Priority One: Individual Referrals

Priority one cases are individual refugees referred for U.S. resettlement by the United Nations High Commissioner for Refugees (UNHCR), a U.S. Embassy, or non-governmental organization.  In order to be referred to the U.S. program under priority one, refugees may write to the UNHCR (contact the UNHCR headquarters in the U.S. for more information: 202.296.5191) or an U.S. Embassy to present the circumstances of his or her claim and why he or she had to flee his or her country of origin.  The UNHCR or U.S. Embassy will make the determination whether or not to refer the case for an interview for resettlement in the U.S.

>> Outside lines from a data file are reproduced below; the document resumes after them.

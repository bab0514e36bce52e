//! # MENAGERIE Models
//!
//! Voxel animal figures assembled with [`menagerie_core`].
//!
//! ## Design Principles
//!
//! 1. **Content, not engine**: every species is a fixed composition of
//!    ellipsoid fills and single-voxel writes
//! 2. **Injected randomness**: the few species with random foliage take an
//!    explicit `Rng`; a [`ModelSeed`] makes them reproducible
//! 3. **External configuration**: floor height and palette come from
//!    [`ModelConfig`], optionally loaded from TOML
//!
//! ## Example
//!
//! ```rust
//! use menagerie_models::{ModelLibrary, ModelSeed, Species};
//!
//! let library = ModelLibrary::default();
//! let turtle = library.build_seeded(Species::Turtle, ModelSeed::new(7));
//! assert!(turtle.voxel_count() > 0);
//! ```

#![deny(missing_docs)]
#![deny(unsafe_code)]
#![deny(clippy::all)]
#![warn(clippy::pedantic)]
#![deny(clippy::perf)]

mod animals;
pub mod config;
pub mod error;
pub mod library;
pub mod model;
pub mod palette;
pub mod seed;
pub mod species;

pub use config::ModelConfig;
pub use error::{ModelError, ModelResult};
pub use library::ModelLibrary;
pub use model::VoxelModel;
pub use palette::{colors, Palette};
pub use seed::ModelSeed;
pub use species::Species;
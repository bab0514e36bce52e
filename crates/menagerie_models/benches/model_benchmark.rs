//! Benchmark for model builds.
//!
//! TARGET: the whole catalog in under 10ms on one thread
//!
//! Run with: cargo bench --package menagerie_models --bench model_benchmark

#![allow(missing_docs)]

use criterion::{black_box, criterion_group, criterion_main, Criterion, Throughput};
use menagerie_models::{ModelLibrary, ModelSeed, Species};

fn benchmark_each_species(c: &mut Criterion) {
    let library = ModelLibrary::default();

    let mut group = c.benchmark_group("species");
    for species in Species::ALL {
        group.bench_function(species.name(), |b| {
            b.iter(|| black_box(library.build_seeded(species, ModelSeed::DEFAULT)));
        });
    }
    group.finish();
}

fn benchmark_catalog(c: &mut Criterion) {
    let library = ModelLibrary::default();

    let mut group = c.benchmark_group("catalog");
    group.throughput(Throughput::Elements(Species::ALL.len() as u64));

    group.bench_function("sequential", |b| {
        let mut seed = 0u64;
        b.iter(|| {
            seed = seed.wrapping_add(1);
            for species in Species::ALL {
                black_box(library.build_seeded(species, ModelSeed::new(seed)));
            }
        });
    });

    group.bench_function("parallel", |b| {
        let mut seed = 0u64;
        b.iter(|| {
            seed = seed.wrapping_add(1);
            black_box(library.build_all(ModelSeed::new(seed)))
        });
    });

    group.finish();
}

criterion_group!(benches, benchmark_each_species, benchmark_catalog);
criterion_main!(benches);
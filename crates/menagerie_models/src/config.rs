//! # Model Configuration
//!
//! Floor height and palette, read by the generators and never by the engine.
//!
//! ## File Format
//!
//! ```toml
//! floor_y = -12.0
//!
//! [palette]
//! dark = 0x4A3728
//! gold = 0xF2B632
//! ```
//!
//! Every key is optional. Unknown keys are rejected so typos do not pass
//! silently.

use std::path::Path;

use serde::{Deserialize, Serialize};

use crate::error::{ModelError, ModelResult};
use crate::palette::Palette;

/// Settings shared by every species generator.
#[derive(Clone, Debug, PartialEq, Serialize, Deserialize)]
#[serde(default, deny_unknown_fields)]
pub struct ModelConfig {
    /// Height of the ground plane the figures stand on.
    pub floor_y: f64,
    /// Named colors.
    pub palette: Palette,
}

impl Default for ModelConfig {
    fn default() -> Self {
        Self {
            floor_y: Self::DEFAULT_FLOOR_Y,
            palette: Palette::default(),
        }
    }
}

impl ModelConfig {
    /// Default floor height.
    pub const DEFAULT_FLOOR_Y: f64 = -12.0;

    /// Parses a configuration from TOML text.
    ///
    /// # Errors
    ///
    /// Returns [`ModelError::InvalidConfig`] on malformed TOML, unknown keys
    /// or a non-finite floor height.
    pub fn from_toml_str(text: &str) -> ModelResult<Self> {
        let config: Self =
            toml::from_str(text).map_err(|e| ModelError::InvalidConfig(e.to_string()))?;
        config.validate()?;
        Ok(config)
    }

    /// Loads a configuration file.
    ///
    /// # Errors
    ///
    /// Returns [`ModelError::ConfigRead`] if the file cannot be read and
    /// [`ModelError::InvalidConfig`] if its contents are rejected.
    pub fn from_toml_file(path: impl AsRef<Path>) -> ModelResult<Self> {
        let path = path.as_ref();
        let text = std::fs::read_to_string(path).map_err(|e| ModelError::ConfigRead {
            path: path.to_path_buf(),
            reason: e.to_string(),
        })?;
        let config = Self::from_toml_str(&text)?;
        tracing::info!(path = %path.display(), floor_y = config.floor_y, "model config loaded");
        Ok(config)
    }

    /// Renders the configuration as TOML.
    ///
    /// # Errors
    ///
    /// Returns [`ModelError::InvalidConfig`] if the values cannot be encoded.
    pub fn to_toml_string(&self) -> ModelResult<String> {
        toml::to_string(self).map_err(|e| ModelError::InvalidConfig(e.to_string()))
    }

    /// Checks values that parse but cannot be used.
    ///
    /// # Errors
    ///
    /// Returns [`ModelError::InvalidConfig`] for a NaN or infinite floor.
    pub fn validate(&self) -> ModelResult<()> {
        if !self.floor_y.is_finite() {
            return Err(ModelError::InvalidConfig(format!(
                "floor_y must be finite, got {}",
                self.floor_y
            )));
        }
        Ok(())
    }

    /// Returns a copy standing on a different floor.
    #[must_use]
    pub fn with_floor_y(mut self, floor_y: f64) -> Self {
        self.floor_y = floor_y;
        self
    }
}

#[cfg(test)]
mod tests {
    use super::*;
    use crate::palette::colors;
    use menagerie_core::Color;

    #[test]
    fn test_empty_text_is_default() {
        let config = ModelConfig::from_toml_str("").unwrap();
        assert_eq!(config, ModelConfig::default());
    }

    #[test]
    fn test_partial_override() {
        let config = ModelConfig::from_toml_str(
            r"
            floor_y = 4.0

            [palette]
            gold = 0x123456
            ",
        )
        .unwrap();

        assert_eq!(config.floor_y, 4.0);
        assert_eq!(config.palette.gold, Color(0x12_3456));
        assert_eq!(config.palette.dark, colors::DARK);
    }

    #[test]
    fn test_unknown_key_rejected() {
        let err = ModelConfig::from_toml_str("flor_y = 1.0").unwrap_err();
        assert!(matches!(err, ModelError::InvalidConfig(_)));

        let err = ModelConfig::from_toml_str("[palette]\npurple = 1").unwrap_err();
        assert!(matches!(err, ModelError::InvalidConfig(_)));
    }

    #[test]
    fn test_non_finite_floor_rejected() {
        let err = ModelConfig::from_toml_str("floor_y = nan").unwrap_err();
        assert!(matches!(err, ModelError::InvalidConfig(ref msg) if msg.contains("finite")));

        let err = ModelConfig::from_toml_str("floor_y = inf").unwrap_err();
        assert!(matches!(err, ModelError::InvalidConfig(_)));
    }

    #[test]
    fn test_toml_roundtrip_preserves_values() {
        let mut config = ModelConfig::default().with_floor_y(-3.5);
        config.palette.orange = Color(0xAB_CDEF);

        let text = config.to_toml_string().unwrap();
        assert_eq!(ModelConfig::from_toml_str(&text).unwrap(), config);
    }

    #[test]
    fn test_missing_file() {
        let err = ModelConfig::from_toml_file("/definitely/not/here/menagerie.toml").unwrap_err();
        assert!(matches!(err, ModelError::ConfigRead { .. }));
    }
}
//! # Voxel Models
//!
//! The finished output of a build: a deduplicated voxel list in a stable
//! order, ready to hand to a renderer.

use std::collections::BTreeMap;

use menagerie_core::{Bounds, Color, Voxel, VoxelMap};

use crate::species::Species;

/// A built animal figure.
///
/// Voxels are sorted by `(y, z, x)`, bottom layer first, so two builds with
/// the same inputs compare equal element by element.
#[derive(Clone, Debug, PartialEq, Eq)]
pub struct VoxelModel {
    species: Species,
    voxels: Vec<Voxel>,
}

impl VoxelModel {
    /// Freezes an assembled map into a model.
    #[must_use]
    pub fn from_map(species: Species, map: VoxelMap) -> Self {
        let mut voxels = map.into_voxels();
        voxels.sort_unstable_by_key(|v| (v.y, v.z, v.x));
        Self { species, voxels }
    }

    /// Species this model depicts.
    #[must_use]
    pub const fn species(&self) -> Species {
        self.species
    }

    /// Species name.
    #[must_use]
    pub const fn name(&self) -> &'static str {
        self.species.name()
    }

    /// All voxels.
    #[must_use]
    pub fn voxels(&self) -> &[Voxel] {
        &self.voxels
    }

    /// Number of voxels.
    #[must_use]
    pub fn voxel_count(&self) -> usize {
        self.voxels.len()
    }

    /// Tight bounding box, `None` for an empty model.
    #[must_use]
    pub fn bounds(&self) -> Option<Bounds> {
        let mut iter = self.voxels.iter();
        let first = iter.next()?;
        let mut bounds = Bounds::point(first.key());
        for voxel in iter {
            bounds.include(voxel.key());
        }
        Some(bounds)
    }

    /// Voxel count per color.
    #[must_use]
    pub fn color_histogram(&self) -> BTreeMap<Color, usize> {
        let mut histogram = BTreeMap::new();
        for voxel in &self.voxels {
            *histogram.entry(voxel.color).or_insert(0) += 1;
        }
        histogram
    }

    /// Raw bytes of the voxel list (16 bytes per voxel, native endian).
    #[must_use]
    pub fn as_bytes(&self) -> &[u8] {
        bytemuck::cast_slice(&self.voxels)
    }

    /// Consumes the model, returning its voxels.
    #[must_use]
    pub fn into_voxels(self) -> Vec<Voxel> {
        self.voxels
    }
}
//! # Model Palette
//!
//! Named colors shared by every species. The engine treats colors as opaque
//! numbers; the names only mean something here.

use menagerie_core::Color;
use serde::{Deserialize, Serialize};

/// Default color values (`0xRRGGBB`).
pub mod colors {
    use menagerie_core::Color;

    /// Dark brown plumage and fur.
    pub const DARK: Color = Color(0x4A_3728);
    /// Light tan chest and muzzle.
    pub const LIGHT: Color = Color(0xD9_B98C);
    /// Off-white.
    pub const WHITE: Color = Color(0xF0_F0F0);
    /// Beak and mane gold.
    pub const GOLD: Color = Color(0xF2_B632);
    /// Claws and noses.
    pub const TALON: Color = Color(0xD9_8E32);
    /// Eyes.
    pub const BLACK: Color = Color(0x1A_1A1A);
    /// Branches, logs and brown fur.
    pub const WOOD: Color = Color(0x8B_5A2B);
    /// Foliage, shells and scales.
    pub const GREEN: Color = Color(0x4C_8C3A);
    /// Fish body.
    pub const BLUE: Color = Color(0x3A_6FD8);
    /// Mouths, tongues and eyes.
    pub const RED: Color = Color(0xC8_302C);
    /// Elephant hide.
    pub const GRAY: Color = Color(0x8C_8C8C);
    /// Elephant ears and belly.
    pub const DARK_GRAY: Color = Color(0x5A_5A5A);
    /// Tusks, toenails and teeth.
    pub const IVORY: Color = Color(0xFF_F4D6);
    /// Manes and spines.
    pub const ORANGE: Color = Color(0xE8_741E);
}

/// Full set of named colors used by the generators.
///
/// Every field can be overridden from TOML; missing fields keep the
/// defaults in [`colors`].
#[derive(Clone, Copy, Debug, PartialEq, Eq, Serialize, Deserialize)]
#[serde(default, deny_unknown_fields)]
pub struct Palette {
    /// Dark brown.
    pub dark: Color,
    /// Light tan.
    pub light: Color,
    /// Off-white.
    pub white: Color,
    /// Gold.
    pub gold: Color,
    /// Claws and noses.
    pub talon: Color,
    /// Eyes.
    pub black: Color,
    /// Brown wood.
    pub wood: Color,
    /// Green.
    pub green: Color,
    /// Blue.
    pub blue: Color,
    /// Red.
    pub red: Color,
    /// Gray.
    pub gray: Color,
    /// Dark gray.
    pub dark_gray: Color,
    /// Ivory.
    pub ivory: Color,
    /// Orange.
    pub orange: Color,
}

impl Default for Palette {
    fn default() -> Self {
        Self {
            dark: colors::DARK,
            light: colors::LIGHT,
            white: colors::WHITE,
            gold: colors::GOLD,
            talon: colors::TALON,
            black: colors::BLACK,
            wood: colors::WOOD,
            green: colors::GREEN,
            blue: colors::BLUE,
            red: colors::RED,
            gray: colors::GRAY,
            dark_gray: colors::DARK_GRAY,
            ivory: colors::IVORY,
            orange: colors::ORANGE,
        }
    }
}

impl Palette {
    /// Every named color, in declaration order.
    #[must_use]
    pub fn entries(&self) -> [(&'static str, Color); 14] {
        [
            ("dark", self.dark),
            ("light", self.light),
            ("white", self.white),
            ("gold", self.gold),
            ("talon", self.talon),
            ("black", self.black),
            ("wood", self.wood),
            ("green", self.green),
            ("blue", self.blue),
            ("red", self.red),
            ("gray", self.gray),
            ("dark_gray", self.dark_gray),
            ("ivory", self.ivory),
            ("orange", self.orange),
        ]
    }

    /// Looks up the name of a color, if it is one of the palette entries.
    #[must_use]
    pub fn name_of(&self, color: Color) -> Option<&'static str> {
        self.entries()
            .into_iter()
            .find_map(|(name, entry)| (entry == color).then_some(name))
    }
}
//! Larger animals: turtle, fish, elephant, lion and bear.

use std::f64::consts::TAU;

use menagerie_core::{fill_cuboid, fill_ellipsoid, fill_sphere, steps, Color, VoxelMap};

use crate::config::ModelConfig;

/// Scale highlights on the fish, fixed regardless of palette.
const FISH_SCALE: Color = Color(0x33_77DD);

/// Turtle with a two-layer domed shell.
pub(crate) fn turtle(map: &mut VoxelMap, config: &ModelConfig) {
    let p = &config.palette;
    let cy = config.floor_y + 1.0;

    fill_ellipsoid(map, 0.0, cy + 3.0, 0.0, 6.0, p.green, 0.6);
    fill_ellipsoid(map, 0.0, cy + 4.0, 0.0, 5.0, p.dark, 0.5);

    for (x, z) in [(-4.0, 3.0), (4.0, 3.0), (-4.0, -3.0), (4.0, -3.0)] {
        fill_sphere(map, x, cy + 1.0, z, 2.0, p.wood);
    }

    fill_sphere(map, 0.0, cy + 2.0, 6.0, 2.5, p.wood);
    map.set(-1.0, cy + 3.0, 8.0, p.black);
    map.set(1.0, cy + 3.0, 8.0, p.black);
    fill_sphere(map, 0.0, cy + 1.5, -5.0, 1.5, p.wood);
}

/// Fish swimming along +X, hovering above the floor.
pub(crate) fn fish(map: &mut VoxelMap, config: &ModelConfig) {
    let p = &config.palette;
    let cy = config.floor_y + 6.0;

    fill_ellipsoid(map, 0.0, cy, 0.0, 5.0, p.blue, 0.7);

    // Belly
    fill_cuboid(map, [-3.0, cy - 3.0, -1.0], [3.0, cy - 2.0, 1.0], p.white);

    // Dorsal fin
    for x in -2..=1 {
        let x = f64::from(x);
        map.set(x, cy + 3.0, 0.0, p.gold);
        map.set(x, cy + 4.0, 0.0, p.gold);
        if x > -2.0 {
            map.set(x, cy + 5.0, 0.0, p.gold);
        }
    }

    // Tail fin fans out toward the back.
    for y in -3_i32..=3 {
        let wide = y.abs() > 1;
        let y = f64::from(y);
        map.set(-6.0, cy + y, 0.0, p.gold);
        map.set(-7.0, cy + y * 1.3, 0.0, p.gold);
        if wide {
            map.set(-8.0, cy + y * 1.5, 0.0, p.gold);
        }
    }

    // Pectoral fins
    for i in 0..3 {
        let i = f64::from(i);
        map.set(1.0 - i, cy - 2.0, 3.0 + i, p.blue);
        map.set(1.0 - i, cy - 2.0, -3.0 - i, p.blue);
    }

    map.set(3.0, cy + 1.0, 2.0, p.black);
    map.set(3.0, cy + 1.0, -2.0, p.black);
    map.set(3.0, cy + 1.5, 2.0, p.white);
    map.set(3.0, cy + 1.5, -2.0, p.white);

    map.set(5.0, cy, 0.0, p.red);

    // Scale highlights; the front row covers the lower eye cells.
    for x in steps(-3.0, 3.0, 2.0) {
        for z in steps(-2.0, 2.0, 2.0) {
            map.set(x, cy + 1.0, z, FISH_SCALE);
        }
    }
}

/// Elephant with big ears, curled trunk and tusks.
pub(crate) fn elephant(map: &mut VoxelMap, config: &ModelConfig) {
    let p = &config.palette;
    let cy = config.floor_y + 1.0;

    fill_ellipsoid(map, 0.0, cy + 7.0, 0.0, 6.0, p.gray, 0.9);
    fill_cuboid(map, [-3.0, cy + 3.0, -3.0], [3.0, cy + 3.0, 3.0], p.dark_gray);

    // Legs
    for y in 0..6 {
        let y = f64::from(y);
        for (x, z) in [(-4.0, 3.0), (4.0, 3.0), (-4.0, -3.0), (4.0, -3.0)] {
            fill_sphere(map, x, cy + y, z, 2.0, p.gray);
        }
    }

    // Toenails
    for (ox, oz) in [(-4.0, 3.0), (-4.0, -3.0), (4.0, 3.0), (4.0, -3.0)] {
        map.set(ox - 1.0, cy, oz, p.ivory);
        map.set(ox + 1.0, cy, oz, p.ivory);
        map.set(ox, cy, oz + 1.0, p.ivory);
    }

    let hy = cy + 12.0;
    fill_ellipsoid(map, 0.0, hy, 4.0, 4.0, p.gray, 0.9);
    map.set(-2.5, hy + 1.0, 7.0, p.black);
    map.set(2.5, hy + 1.0, 7.0, p.black);

    // Ears: a dark flap with a lighter outer rim around the middle.
    for y in -2_i32..=3 {
        let rim = y.abs() < 2;
        let y = f64::from(y);
        for z in 0..=3 {
            let z = f64::from(z);
            map.set(-5.0, hy + y, 2.0 + z, p.dark_gray);
            map.set(5.0, hy + y, 2.0 + z, p.dark_gray);
            if rim {
                map.set(-6.0, hy + y, 3.0 + z * 0.5, p.gray);
                map.set(6.0, hy + y, 3.0 + z * 0.5, p.gray);
            }
        }
    }

    // Trunk tapers as it curves down and forward.
    for i in 0..10 {
        let i = f64::from(i);
        fill_sphere(map, 0.0, hy - 1.0 - i * 0.8, 7.0 + i * 0.5, 1.5 - i * 0.08, p.gray);
    }

    for i in 0..5 {
        let i = f64::from(i);
        map.set(-1.5, hy - 2.0 - i, 6.0 + i * 0.3, p.ivory);
        map.set(1.5, hy - 2.0 - i, 6.0 + i * 0.3, p.ivory);
    }

    // Tail
    for i in 0..5 {
        let i = f64::from(i);
        map.set(0.0, cy + 10.0 - i, -6.0 - i * 0.5, p.dark_gray);
    }
    map.set(-0.5, cy + 5.0, -9.0, p.dark_gray);
    map.set(0.5, cy + 5.0, -9.0, p.dark_gray);
}

/// Standing lion with a ring mane and tufted tail.
pub(crate) fn lion(map: &mut VoxelMap, config: &ModelConfig) {
    let p = &config.palette;
    let cy = config.floor_y + 1.0;

    for y in 0..7 {
        let y = f64::from(y);
        fill_sphere(map, 0.0, cy + 3.0 + y, 0.0, 3.5 - y * 0.15, p.gold);
    }
    fill_cuboid(map, [-2.0, cy + 3.0, 3.0], [2.0, cy + 6.0, 3.0], p.white);

    for y in 0..5 {
        let y = f64::from(y);
        for (x, z) in [(-2.5, 2.0), (2.5, 2.0), (-2.5, -2.0), (2.5, -2.0)] {
            fill_sphere(map, x, cy + y, z, 1.5, p.gold);
        }
    }

    let hy = cy + 10.0;
    fill_ellipsoid(map, 0.0, hy, 1.0, 3.0, p.gold, 0.9);

    // Mane: two rings of tufts, the inner one slightly behind.
    for a in steps(0.0, TAU, 0.4) {
        let mx = a.cos() * 4.0;
        let my = a.sin() * 3.5;
        fill_sphere(map, mx, hy + my * 0.8, 0.0, 1.5, p.orange);
        fill_sphere(map, mx * 0.8, hy + my * 0.7, -0.5, 1.2, p.orange);
    }

    // Muzzle
    fill_ellipsoid(map, 0.0, hy - 1.0, 3.5, 1.8, p.white, 0.7);
    map.set(0.0, hy - 0.5, 5.0, p.black);
    map.set(-1.0, hy - 2.0, 4.0, p.red);
    map.set(1.0, hy - 2.0, 4.0, p.red);

    map.set(-1.5, hy + 1.0, 3.0, p.black);
    map.set(1.5, hy + 1.0, 3.0, p.black);
    map.set(-1.5, hy + 1.5, 3.0, p.gold);
    map.set(1.5, hy + 1.5, 3.0, p.gold);

    map.set(-2.0, hy + 3.0, 1.0, p.gold);
    map.set(2.0, hy + 3.0, 1.0, p.gold);

    for i in 0..10 {
        let i = f64::from(i);
        map.set(0.0, cy + 6.0 + (i * 0.4).sin() * 2.0, -4.0 - i * 0.8, p.gold);
    }
    fill_sphere(map, 0.0, cy + 6.0, -12.0, 1.5, p.orange);
}

/// Sitting bear with forepaws out front.
pub(crate) fn bear(map: &mut VoxelMap, config: &ModelConfig) {
    let p = &config.palette;
    let cy = config.floor_y + 1.0;

    fill_ellipsoid(map, 0.0, cy + 6.0, 0.0, 5.0, p.dark, 1.1);
    fill_cuboid(map, [-3.0, cy + 3.0, 4.0], [3.0, cy + 7.0, 4.0], p.light);

    // Haunches and forepaws
    fill_ellipsoid(map, -3.0, cy + 2.0, 1.0, 2.5, p.dark, 1.1);
    fill_ellipsoid(map, 3.0, cy + 2.0, 1.0, 2.5, p.dark, 1.1);
    fill_sphere(map, -2.0, cy + 4.0, 4.0, 1.8, p.dark);
    fill_sphere(map, 2.0, cy + 4.0, 4.0, 1.8, p.dark);
    map.set(-2.0, cy + 3.0, 5.5, p.light);
    map.set(2.0, cy + 3.0, 5.5, p.light);

    for x in [-2.0, 2.0] {
        fill_cuboid(map, [x, cy, 2.0], [x, cy + 3.0, 3.0], p.dark);
    }

    let hy = cy + 11.0;
    fill_ellipsoid(map, 0.0, hy, 1.0, 3.5, p.dark, 0.9);
    fill_ellipsoid(map, 0.0, hy - 1.0, 4.0, 2.0, p.light, 0.7);
    map.set(0.0, hy - 0.5, 5.5, p.black);
    map.set(-0.5, hy - 2.0, 4.5, p.black);
    map.set(0.5, hy - 2.0, 4.5, p.black);
    map.set(-1.5, hy + 0.5, 3.5, p.black);
    map.set(1.5, hy + 0.5, 3.5, p.black);

    // Round ears with light centers
    fill_sphere(map, -2.5, hy + 3.0, 0.0, 1.2, p.dark);
    fill_sphere(map, 2.5, hy + 3.0, 0.0, 1.2, p.dark);
    fill_sphere(map, -2.5, hy + 3.0, 0.5, 0.8, p.light);
    fill_sphere(map, 2.5, hy + 3.0, 0.5, 0.8, p.light);

    fill_sphere(map, 0.0, cy + 8.0, -5.0, 1.5, p.dark);
}

#[cfg(test)]
mod tests {
    use super::*;
    use menagerie_core::VoxelKey;

    fn build(generator: fn(&mut VoxelMap, &ModelConfig)) -> (VoxelMap, ModelConfig) {
        let config = ModelConfig::default();
        let mut map = VoxelMap::new();
        generator(&mut map, &config);
        (map, config)
    }

    #[test]
    fn test_turtle_shape() {
        let (map, config) = build(turtle);
        let bounds = map.bounds().unwrap();
        // Shell is 13 wide; the head pokes out to z = 8.
        assert_eq!(bounds.min.x, -6);
        assert_eq!(bounds.max.x, 6);
        assert_eq!(bounds.max.z, 8);
        assert_eq!(map.get(VoxelKey::new(1, -8, 8)), Some(config.palette.black));
    }

    #[test]
    fn test_fish_scales_cover_front_eye() {
        let (map, config) = build(fish);
        // cy = -6
        assert_eq!(map.get(VoxelKey::new(3, -5, 2)), Some(FISH_SCALE));
        assert_eq!(map.get(VoxelKey::new(3, -4, 2)), Some(config.palette.white));
        assert_eq!(map.get(VoxelKey::new(5, -6, 0)), Some(config.palette.red));
        assert_eq!(map.get(VoxelKey::new(-8, -10, 0)), Some(config.palette.gold));
    }

    #[test]
    fn test_elephant_tusks_and_toenails() {
        let (map, config) = build(elephant);
        let ivory = map.values().filter(|v| v.color == config.palette.ivory).count();
        // Twelve toenails plus ten tusk cells.
        assert_eq!(ivory, 22);
    }

    #[test]
    fn test_lion_mane_is_orange() {
        let (map, config) = build(lion);
        let orange = map.values().filter(|v| v.color == config.palette.orange).count();
        assert!(orange > 50);
        // Tail tuft
        assert_eq!(map.get(VoxelKey::new(0, -5, -12)), Some(config.palette.orange));
    }

    #[test]
    fn test_bear_face() {
        let (map, config) = build(bear);
        // hy = 0
        assert_eq!(map.get(VoxelKey::new(0, 0, 6)), Some(config.palette.black));
        assert_eq!(map.get(VoxelKey::new(-1, 1, 4)), Some(config.palette.black));
    }
}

Priority Two: Group Referrals

Priority two cases are designated groups identified by the U.S. government as having special humanitarian concern to the United States.  The FY 2010 priority two designated groups are:


Inside country of origin:

 

 

  • Former Soviet Union

  • Cuba

  • Iraqis associated with the U.S.

Outside country of origin:

 

 

  • Ethnic minorities and others from Burma in camps in Thailand

  • Iraqis associated with the U.S.

  • Ethnic minorities and others from Burma in Malaysia

  • Iranian religious minorities

  • Bhutanese in Nepal

  • Eritreans in Shimelba

 

Priority Three: Family Reunification

Spouses, unmarried children and parents of individuals who were previously admitted to the U.S. as refugees or asylees and who fall under the list of designated nationalities are eligible for admission under the P-3 family reunification program.  Refugees falling under this category must first have an Affidavit of Relationship (AOR) filed on their behalf by the “anchor” relative in the U.S.  Additionally anchor relatives must also file an I-730 Follow to Join Petition with the Department of Homeland Security.  Local resettlement programs can assist in the filing of an AOR and I-730. 

On October 22, 2009 the U.S. Department of State stopped accepting new P-3 applications due to reports of fraudulent claims of relationship.  Policies are currently being revised and the P-3 program was expected to begin again in late 2009.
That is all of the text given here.